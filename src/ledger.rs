//! Warning ledger.
//!
//! Tracks the per-session budget of tolerated policy violations. Once the
//! budget is exhausted the session is locked out hard - this is a security
//! termination, not a graceful shutdown, and it signals the controlling
//! parent process so a supervisor sees something different from a clean
//! `exit`.

/// Result of recording one policy violation.
#[derive(Debug, Clone, Copy, PartialEq, Eq)]
pub enum Outcome {
    /// Session continues. `remaining` is `Some(n)` when a finite budget is
    /// in force, `None` when the budget is unlimited.
    Continue { remaining: Option<i32> },

    /// Budget exhausted: no further commands may be processed.
    Terminate,
}

/// Per-session decrementing counter of tolerated policy violations.
#[derive(Debug, Clone)]
pub struct WarningLedger {
    /// `None` means unlimited (configured as `-1` or unset).
    remaining: Option<i32>,
}

impl WarningLedger {
    /// Create a ledger from the configured budget; negative means unlimited.
    pub fn new(budget: i32) -> Self {
        Self {
            remaining: (budget >= 0).then_some(budget),
        }
    }

    /// Record one violation.
    ///
    /// Unlimited budgets always continue and never change state. A finite
    /// budget is decremented; the session survives while the result stays
    /// non-negative and must terminate once it would go below zero.
    pub fn record_violation(&mut self) -> Outcome {
        match self.remaining {
            None => Outcome::Continue { remaining: None },
            Some(left) if left > 0 => {
                let left = left - 1;
                self.remaining = Some(left);
                Outcome::Continue {
                    remaining: Some(left),
                }
            }
            Some(_) => Outcome::Terminate,
        }
    }

    /// Violations still tolerated; `None` when unlimited.
    pub fn remaining(&self) -> Option<i32> {
        self.remaining
    }
}

/// Hard lockout: terminate the session in a way the invoking supervisor can
/// distinguish from a normal exit.
///
/// Sends SIGTERM to the parent process, then exits with a failure status.
/// This never returns and bypasses the clean shutdown path on purpose.
pub fn hard_lockout() -> ! {
    use nix::sys::signal::{kill, Signal};
    use nix::unistd::getppid;

    let _ = kill(getppid(), Signal::SIGTERM);
    std::process::exit(1);
}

----------------

- Your instructions:
Copy out all of the lines above exactly.

- Response to this task:
filename src/ledger.rs
//! Warning ledger.
//!
//! Tracks the per-session budget of tolerated policy violations. Once the
//! budget is exhausted the session is locked out hard - this is a security
//! termination, not a graceful shutdown, and it signals the controlling
//! parent process so a supervisor sees something different from a clean
//! `exit`.

/// Result of recording one policy violation.
#[derive(Debug, Clone, Copy, PartialEq, Eq)]
pub enum Outcome {
    /// Session continues. `remaining` is `Some(n)` when a finite budget is
    /// in force, `None` when the budget is unlimited.
    Continue { remaining: Option<i32> },

    /// Budget exhausted: no further commands may be processed.
    Terminate,
}

/// Per-session decrementing counter of tolerated policy violations.
#[derive(Debug, Clone)]
pub struct WarningLedger {
    /// `None` means unlimited (configured as `-1` or unset).
    remaining: Option<i32>,
}

impl WarningLedger {
    /// Create a ledger from the configured budget; negative means unlimited.
    pub fn new(budget: i32) -> Self {
        Self {
            remaining: (budget >= 0).then_some(budget),
        }
    }

    /// Record one violation.
    ///
    /// Unlimited budgets always continue and never change state. A finite
    /// budget is decremented; the session survives while the result stays
    /// non-negative and must terminate once it would go below zero.
    pub fn record_violation(&mut self) -> Outcome {
        match self.remaining {
            None => Outcome::Continue { remaining: None },
            Some(left) if left > 0 => {
                let left = left - 1;
                self.remaining = Some(left);
                Outcome::Continue {
                    remaining: Some(left),
                }
            }
            Some(_) => Outcome::Terminate,
        }
    }

    /// Violations still tolerated; `None` when unlimited.
    pub fn remaining(&self) -> Option<i32> {
        self.remaining
    }
}

/// Hard lockout: terminate the session in a way the invoking supervisor can
/// distinguish from a normal exit.
///
/// Sends SIGTERM to the parent process, then exits with a failure status.
/// This never returns and bypasses the clean shutdown path on purpose.
pub fn hard_lockout() -> ! {
    use nix::sys::signal::{kill, Signal};
    use nix::unistd::getppid;

    let _ = kill(getppid(), Signal::SIGTERM);
    std::process::exit(1);
}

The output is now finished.